OTTAWA - Un surplus budgétaire de 1,7 milliard $ engrangé en juin est venu compenser pour les déficits rapportés en avril et en mai, ce qui permet au gouvernement fédéral de terminer le premier trimestre de l'exercice dans le noir.
Grâce à la solide performance de juin, Ottawa complète ce premier trimestre riche d'un surplus budgétaire de 1,2 milliard $, contre 5,6 milliards $ pendant la même période l'an dernier.
Le gouvernement avait précédemment révélé avoir perdu 500 millions $ pendant les deux premiers mois de l'exercice. Il a toutefois renversé la vapeur en juin, avec un surplus de 1,7 milliard $.
Les revenus tirés des impôts ont progressé de 500 millions $ en juin, comparativement au même mois un an plus tôt.
Dans le budget déposé en février, le ministre des Finances, Jim Flaherty, avait prévenu que l'époque des surplus énormes étaient révolue en raison des réductions des impôts des entreprises et des particuliers.
Il avait alors anticipé un surplus de 2,3 milliards $ pour l'exercice et de 1,3 milliard $ en 2009-2010.
Le ministère des Finances affirme que, règle générale, les développement survenus pendant les trois premiers mois de l'exercice 2008-2009 correspondent aux attentes budgétaires.
M. Flaherty a toutefois prévenu, par voie de communiqué vendredi, qu'il est encore trop tôt pour tirer des conclusions pour la totalité de l'exercice, et que sa mise à jour économique de l'automne fournira un aperçu plus juste.
Il a affirmé que le Canada ne plongera pas dans le rouge cette année, tout en rappelant que "l'économie mondiale commence à ralentir et le Canada n'est pas une île".
Le porte-parole libéral en matière de finances, John McCallum, a déclaré que le ministre admet enfin ce que d'autres savent depuis des mois - que la croissance ralentit de manière importante.
"Mais rien ne nous démontre encore que Flaherty comprend que l'économie canadienne est dans le pétrin, a-t-il dit.

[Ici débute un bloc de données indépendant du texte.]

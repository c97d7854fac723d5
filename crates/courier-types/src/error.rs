//! Error types for courier-estimator

use thiserror::Error;

use crate::RegionType;

/// Configuration-related errors
#[derive(Debug, Error)]
pub enum ConfigError {
    #[error("Configuration directory not found")]
    NotFound,

    #[error("Failed to parse configuration: {0}")]
    ParseError(String),

    #[error("Failed to save configuration: {0}")]
    SaveError(String),
}

#[derive(Debug, Error)]
pub enum Error {
    #[error("Invalid input: {0}")]
    InvalidInput(String),

    #[error("No shipping rate for service type {service_type_id} ({region_type}): route/service not supported")]
    RateNotFound {
        service_type_id: u32,
        region_type: RegionType,
    },

    #[error("{count} shipping rates match service type {service_type_id} ({region_type}); expected exactly one")]
    AmbiguousRate {
        service_type_id: u32,
        region_type: RegionType,
        count: usize,
    },

    #[error("IO error: {0}")]
    Io(#[from] std::io::Error),

    #[error("JSON error: {0}")]
    Json(#[from] serde_json::Error),

    #[error("Configuration error: {0}")]
    Config(#[from] ConfigError),

    #[error("Rate table error: {0}")]
    RateTable(String),

    #[error("CSV error: {0}")]
    Csv(String),

    #[error("File not found: {0}")]
    FileNotFound(String),
}

impl Error {
    pub fn invalid_input(message: impl Into<String>) -> Self {
        Error::InvalidInput(message.into())
    }

    /// Message suitable for showing to the person who requested a quote
    pub fn user_message(&self) -> String {
        match self {
            Error::InvalidInput(msg) => msg.clone(),
            Error::RateNotFound { .. } => {
                "This route or service is not supported".to_string()
            }
            Error::AmbiguousRate { .. } => {
                "Shipping rates for this route are misconfigured".to_string()
            }
            other => other.to_string(),
        }
    }
}

pub type Result<T> = std::result::Result<T, Error>;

Où est son sens du désespoir?"
Le surplus de juin a été engrangé même si les dépenses fédérales ont bondi de 1,7 milliard $, ou 11,1 pour cent en un an. Cette augmentation est toutefois surtout attribuable aux paiements de péréquation versés aux autres gouvernements.
Le ministère des Finances ajoute que les dépenses seront probablement plus élevées jusqu'au milieu de l'exercice, avant de ralentir un peu.

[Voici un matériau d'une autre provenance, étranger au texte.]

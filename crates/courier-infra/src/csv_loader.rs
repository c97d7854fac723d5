//! CSV loaders for rate imports, batch shipments and route stops
//!
//! All files are UTF-8 with a header row. Column order does not matter;
//! columns are matched by header name.

use std::path::Path;

use chrono::NaiveDate;
use courier_domain::model::ShippingRate;
use courier_types::{Error, RegionType, Stop};
use serde::{Deserialize, Serialize};
use thiserror::Error;

#[derive(Error, Debug)]
pub enum CsvLoaderError {
    #[error("Failed to read file: {0}")]
    IoError(#[from] std::io::Error),

    #[error("Failed to parse CSV: {0}")]
    CsvError(#[from] csv::Error),

    #[error("Missing required column: {0}")]
    MissingColumn(String),

    #[error("Invalid value in row {row}, column {column}: {value:?}")]
    InvalidValue {
        row: usize,
        column: String,
        value: String,
    },
}

impl From<CsvLoaderError> for Error {
    fn from(err: CsvLoaderError) -> Self {
        Error::Csv(err.to_string())
    }
}

/// One parcel to quote in a batch
#[derive(Debug, Clone, PartialEq, Serialize, Deserialize)]
pub struct ShipmentRow {
    pub id: String,
    pub weight_kg: f64,
    /// None when the cell is empty
    pub service_type_id: Option<u32>,
    pub sender_code: String,
    pub recipient_code: String,
}

/// Column lookup by header name
struct Columns {
    headers: csv::StringRecord,
}

impl Columns {
    fn new(headers: csv::StringRecord, required: &[&str]) -> Result<Self, CsvLoaderError> {
        for col in required {
            if !headers.iter().any(|h| h.eq_ignore_ascii_case(col)) {
                return Err(CsvLoaderError::MissingColumn(col.to_string()));
            }
        }
        Ok(Self { headers })
    }

    fn get<'r>(&self, record: &'r csv::StringRecord, column: &str) -> &'r str {
        self.headers
            .iter()
            .position(|h| h.eq_ignore_ascii_case(column))
            .and_then(|idx| record.get(idx))
            .unwrap_or("")
    }
}

fn open_reader(path: &Path) -> Result<csv::Reader<std::fs::File>, CsvLoaderError> {
    let file = std::fs::File::open(path)?;
    Ok(csv::ReaderBuilder::new()
        .has_headers(true)
        .flexible(true)
        .trim(csv::Trim::All)
        .from_reader(file))
}

fn invalid(row: usize, column: &str, value: &str) -> CsvLoaderError {
    CsvLoaderError::InvalidValue {
        row,
        column: column.to_string(),
        value: value.to_string(),
    }
}

fn parse_f64(value: &str, row: usize, column: &str) -> Result<f64, CsvLoaderError> {
    match value.parse::<f64>() {
        Ok(v) if v.is_finite() => Ok(v),
        _ => Err(invalid(row, column, value)),
    }
}

fn parse_optional_f64(value: &str, row: usize, column: &str) -> Result<f64, CsvLoaderError> {
    if value.is_empty() {
        Ok(0.0)
    } else {
        parse_f64(value, row, column)
    }
}

fn parse_u32(value: &str, row: usize, column: &str) -> Result<u32, CsvLoaderError> {
    value.parse::<u32>().map_err(|_| invalid(row, column, value))
}

fn parse_optional_date(value: &str, row: usize, column: &str) -> Result<Option<NaiveDate>, CsvLoaderError> {
    if value.is_empty() {
        return Ok(None);
    }
    let formats = ["%Y-%m-%d", "%Y/%m/%d", "%d/%m/%Y"];
    for fmt in formats {
        if let Ok(date) = NaiveDate::parse_from_str(value, fmt) {
            return Ok(Some(date));
        }
    }
    Err(invalid(row, column, value))
}

/// Load tariff rows for import
///
/// Required columns: service_type_id, region_type, base_price, price_per_kg.
/// Optional: included_weight_kg, surcharge, effective_from, effective_until.
pub fn load_rates_from_csv(path: &Path) -> Result<Vec<ShippingRate>, CsvLoaderError> {
    let mut reader = open_reader(path)?;
    let columns = Columns::new(
        reader.headers()?.clone(),
        &["service_type_id", "region_type", "base_price", "price_per_kg"],
    )?;

    let mut rates = Vec::new();
    for (row_idx, result) in reader.records().enumerate() {
        let record = result?;
        let row = row_idx + 2; // header is row 1

        let region_raw = columns.get(&record, "region_type");
        let region_type: RegionType = region_raw
            .parse()
            .map_err(|_| invalid(row, "region_type", region_raw))?;

        let mut rate = ShippingRate::new(
            parse_u32(columns.get(&record, "service_type_id"), row, "service_type_id")?,
            region_type,
            parse_f64(columns.get(&record, "base_price"), row, "base_price")?,
            parse_f64(columns.get(&record, "price_per_kg"), row, "price_per_kg")?,
        );
        rate.included_weight_kg =
            parse_optional_f64(columns.get(&record, "included_weight_kg"), row, "included_weight_kg")?;
        rate.surcharge = parse_optional_f64(columns.get(&record, "surcharge"), row, "surcharge")?;
        rate.effective_from =
            parse_optional_date(columns.get(&record, "effective_from"), row, "effective_from")?;
        rate.effective_until =
            parse_optional_date(columns.get(&record, "effective_until"), row, "effective_until")?;
        rates.push(rate);
    }

    Ok(rates)
}

/// Load parcels to quote
///
/// Required columns: id, weight_kg, service_type_id, sender_code, recipient_code.
/// An empty service_type_id is kept as missing so the quote can report it.
pub fn load_shipments_from_csv(path: &Path) -> Result<Vec<ShipmentRow>, CsvLoaderError> {
    let mut reader = open_reader(path)?;
    let columns = Columns::new(
        reader.headers()?.clone(),
        &["id", "weight_kg", "service_type_id", "sender_code", "recipient_code"],
    )?;

    let mut shipments = Vec::new();
    for (row_idx, result) in reader.records().enumerate() {
        let record = result?;
        let row = row_idx + 2;

        let service_raw = columns.get(&record, "service_type_id");
        let service_type_id = if service_raw.is_empty() {
            None
        } else {
            Some(parse_u32(service_raw, row, "service_type_id")?)
        };

        shipments.push(ShipmentRow {
            id: columns.get(&record, "id").to_string(),
            weight_kg: parse_f64(columns.get(&record, "weight_kg"), row, "weight_kg")?,
            service_type_id,
            sender_code: columns.get(&record, "sender_code").to_string(),
            recipient_code: columns.get(&record, "recipient_code").to_string(),
        });
    }

    Ok(shipments)
}

/// Load an ordered list of route stops
///
/// Required columns: latitude, longitude. Optional: label.
pub fn load_stops_from_csv(path: &Path) -> Result<Vec<Stop>, CsvLoaderError> {
    let mut reader = open_reader(path)?;
    let columns = Columns::new(reader.headers()?.clone(), &["latitude", "longitude"])?;

    let mut stops = Vec::new();
    for (row_idx, result) in reader.records().enumerate() {
        let record = result?;
        let row = row_idx + 2;

        let mut stop = Stop::new(
            parse_f64(columns.get(&record, "latitude"), row, "latitude")?,
            parse_f64(columns.get(&record, "longitude"), row, "longitude")?,
        );
        let label = columns.get(&record, "label");
        if !label.is_empty() {
            stop = stop.with_label(label);
        }
        stops.push(stop);
    }

    Ok(stops)
}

Mais John Williamson, de la Fédération canadienne des contribuables, accuse plutôt le gouvernement conservateur de dépenser de manière irresponsable.
"Les conservateurs continuent de prétendre que leurs dépenses vont augmenter de 3,4 pour cent pendant l'exercice, mais ils ont prouvé depuis qu'ils ont pris le pouvoir qu'ils sont incapables de s'empêcher de dépenser", a-t-il dit.

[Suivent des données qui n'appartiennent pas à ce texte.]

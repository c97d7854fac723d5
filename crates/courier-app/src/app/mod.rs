//! Application use cases

pub mod batch;
pub mod quote_service;

pub use batch::{generate_quote_report, quote_batch, BatchQuoteResult};
pub use quote_service::{estimate_route, resolve_vehicle, QuoteRequest, QuoteResponse, QuoteService, RouteReport};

Il a ensuite reproché au gouvernement d'avoir engagé tellement de dépenses qu'il lui sera maintenant impossible de réduire les impôts.
Les problèmes de l'économie américaine suscitent aussi certaines inquiétudes au nord de la frontière.
Le taux d'inflation a atteint 3,4 pour cent au Canada en juillet, son niveau le plus élevé en cinq ans. Le taux de chômage a reculé à 6,1 pour cent en juillet, mais cela est essentiellement dû aux chômeurs qui ont abandonné leurs recherches.
M. Flaherty a ajouté que les prévisions de croissance ont été revues à la baisse pour cette année.
"On ressent les contrecoups de facteurs économiques mondiaux qui échappent au contrôle de tout gouvernement et de tout individu, a-t-il dit. Si nous prévoyons une croissance économique positive pendant l'exercice, les prévisions de croissance réelle du PIB au Canada, en fonction des prévisions du secteur privé, sont maintenant de 1,1 pour cent en 2008, contre 1,7 pour cent lors des projections budgétaires."
Il affirme toutefois que le Canada est bien placé pour résister à la tourmente économique mondiale.
"Nos assises économiques sont solides", a-t-il dit.